Of all the terrible consequences sure to come from the three-count guilty verdict in the trial of Derek Chauvin, none is worse than the possibility that people start making emotional life-and-death decisions based on a misleading video snippet.
That’s exactly what happened here.
Democratic Rep. Hakeem Jeffries of New York repeated the ignorant, trite “we watched the video” mantra Wednesday on MSNBC. “When we all saw that video — members of Congress saw it. America saw it. The world saw it. I think it was obvious to everyone that this was a murder that took place in cold blood,” he said.
Making rash decisions based on a short internet video — what could go wrong?!
We’ve all seen videos that turned out not to be what everyone originally thought they were. It happens all the time. It’s depressing how common it’s become on issues both big and small.
A viral video last August appeared to show police in Kenosha, Wisconsin, ruthlessly shooting an unarmed black man in the back. It turns out he was defying police orders and entering his vehicle, where he had a knife. Oh, and the reason police were there is because Jacob Blake, who had been accused of sexually assaulting a woman, returned to the woman’s home and she called the police.
But we only found all that out after rioters took to the streets of Kenosha to burn buildings, loot small businesses, and attack innocent pedestrians. Oops!
Remember Nicholas Sandmann? The smiling high school student was seen on video in early 2019, face to face with an elderly Native American.
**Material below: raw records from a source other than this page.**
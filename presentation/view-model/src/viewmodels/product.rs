use std::sync::Arc;
use std::sync::atomic::{AtomicU64, Ordering};

use serde::Serialize;
use tokio::sync::watch;
use tokio::time::sleep;

use business::domain::logger::Logger;
use business::domain::product::model::{Product, ProductList};
use business::domain::product::use_cases::get_all::GetProductsUseCase;
use business::domain::product::use_cases::get_by_category::{
    GetProductsByCategoryParams, GetProductsByCategoryUseCase,
};
use business::domain::product::use_cases::get_detail::{
    GetProductDetailParams, GetProductDetailUseCase,
};
use business::domain::product::use_cases::search::{SearchProductsParams, SearchProductsUseCase};
use business::domain::shared::value_objects::ProductId;

use super::errors::ProductViewError;
use crate::config::latency_config::LatencyConfig;

/// Everything the product screens render.
#[derive(Debug, Clone, Default, PartialEq, Serialize)]
#[serde(rename_all = "camelCase")]
pub struct ProductViewState {
    pub items: Vec<Product>,
    pub product_list: Option<ProductList>,
    pub detail: Option<Product>,
    pub is_loading: bool,
    pub error: Option<ProductViewError>,
}

pub struct ProductUseCases {
    pub get_products: Arc<dyn GetProductsUseCase>,
    pub get_detail: Arc<dyn GetProductDetailUseCase>,
    pub search: Arc<dyn SearchProductsUseCase>,
    pub get_by_category: Arc<dyn GetProductsByCategoryUseCase>,
}

/// Orchestrates the product use cases and publishes [`ProductViewState`].
///
/// Each triggering operation takes a new generation number when it starts.
/// A completion is applied only if its generation is still the latest, so
/// an older request finishing late never overwrites a newer one and
/// `is_loading` stays set until the latest request lands.
pub struct ProductViewModel {
    use_cases: ProductUseCases,
    logger: Arc<dyn Logger>,
    latency: LatencyConfig,
    state: watch::Sender<ProductViewState>,
    generation: AtomicU64,
}

impl ProductViewModel {
    pub fn new(use_cases: ProductUseCases, logger: Arc<dyn Logger>, latency: LatencyConfig) -> Self {
        let (state, _) = watch::channel(ProductViewState::default());
        Self {
            use_cases,
            logger,
            latency,
            state,
            generation: AtomicU64::new(0),
        }
    }

    pub fn state(&self) -> ProductViewState {
        self.state.borrow().clone()
    }

    pub fn subscribe(&self) -> watch::Receiver<ProductViewState> {
        self.state.subscribe()
    }

    pub async fn load_list(&self) {
        let ticket = self.begin(true);
        sleep(self.latency.list).await;

        match self.use_cases.get_products.execute().await {
            Ok(list) => self.complete(ticket, move |state| {
                state.items = list.products.clone();
                state.product_list = Some(list);
            }),
            Err(err) => {
                self.logger
                    .error(&format!("Error loading products: {:?}", err));
                self.complete(ticket, |state| {
                    state.error = Some(ProductViewError::LoadFailed);
                });
            }
        }
    }

    pub async fn load_detail(&self, id: impl Into<ProductId>) {
        let id = id.into();
        let ticket = self.begin(true);
        sleep(self.latency.detail).await;

        let result = self
            .use_cases
            .get_detail
            .execute(GetProductDetailParams { id: id.clone() })
            .await;

        match result {
            Ok(product) => {
                if product.is_none() {
                    self.logger.warn(&format!("Product {} not found", id));
                }
                self.complete(ticket, move |state| {
                    if product.is_none() {
                        state.error = Some(ProductViewError::NotFound);
                    }
                    state.detail = product;
                });
            }
            Err(err) => {
                self.logger
                    .error(&format!("Error loading product detail {}: {:?}", id, err));
                self.complete(ticket, |state| {
                    state.error = Some(ProductViewError::DetailFailed);
                });
            }
        }
    }

    /// A blank query falls back to the unfiltered listing. An empty result
    /// is not an error.
    pub async fn search(&self, query: &str) {
        if query.trim().is_empty() {
            self.load_list().await;
            return;
        }

        let ticket = self.begin(false);
        sleep(self.latency.search).await;

        let result = self
            .use_cases
            .search
            .execute(SearchProductsParams {
                query: query.to_string(),
            })
            .await;

        match result {
            Ok(products) => self.complete(ticket, move |state| state.items = products),
            Err(err) => {
                self.logger
                    .error(&format!("Error searching products: {:?}", err));
                self.complete(ticket, |state| {
                    state.error = Some(ProductViewError::SearchFailed);
                });
            }
        }
    }

    pub async fn filter_by_category(&self, category: &str) {
        let ticket = self.begin(false);
        sleep(self.latency.search).await;

        let result = self
            .use_cases
            .get_by_category
            .execute(GetProductsByCategoryParams {
                category: category.to_string(),
            })
            .await;

        match result {
            Ok(products) => self.complete(ticket, move |state| state.items = products),
            Err(err) => {
                self.logger
                    .error(&format!("Error filtering category '{}': {:?}", category, err));
                self.complete(ticket, |state| {
                    state.error = Some(ProductViewError::CategoryFailed);
                });
            }
        }
    }

    pub fn clear_selection(&self) {
        self.state.send_modify(|state| {
            state.detail = None;
            state.error = None;
        });
    }

    fn begin(&self, clear_error: bool) -> u64 {
        let mut ticket = 0;
        self.state.send_modify(|state| {
            ticket = self.generation.fetch_add(1, Ordering::SeqCst) + 1;
            state.is_loading = true;
            if clear_error {
                state.error = None;
            }
        });
        ticket
    }

    fn complete(&self, ticket: u64, apply: impl FnOnce(&mut ProductViewState)) {
        let applied = self.state.send_if_modified(|state| {
            if self.generation.load(Ordering::SeqCst) != ticket {
                return false;
            }
            apply(state);
            state.is_loading = false;
            true
        });

        if !applied {
            self.logger
                .debug(&format!("Discarded superseded request #{}", ticket));
        }
    }
}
Sandmann is white and was wearing a red Make America Great Again hat, so, of course, he was immediately characterized as an entitled little racist.
At least, that’s the version that the media told. CNN ended up settling a multimillion-dollar lawsuit by Sandmann because, as we found out, their version of the story wasn’t true. So did the Washington Post. The initial video failed to show that it was Sandmann and his classmates, minors, who had been subjected to verbal assaults from black activists, and that the Native American man had approached and confronted Sandmann and started banging his drum in the boy’s face.
Also in 2019, then-President Donald Trump was literally accused of enabling war crimes after ABC aired a video, both on its morning and evening newscasts, that purported to show an invasion of Syrian Kurds on the Turks. The footage was actually taken from a nighttime demo of tracer bullets and machine guns shot at the Knob Creek Gun Range in West Point, Kentucky.
Unfortunately for former Minneapolis police officer Chauvin, even after the facts came out, even after we saw that George Floyd had resisted arrest for an absurd amount of time, even after we learned that there was a lethal cocktail of fentanyl and methamphetamine in Floyd’s system, even after we found out that Floyd had a severely diseased cardiovascular system that was ready to give out under stress, the narrative about “the video,” that Chauvin’s knee choked out and killed Floyd, persisted.
Videos often go viral long before needed context can catch up with the appearances. In the case of Chauvin, a jury decided that context didn’t matter.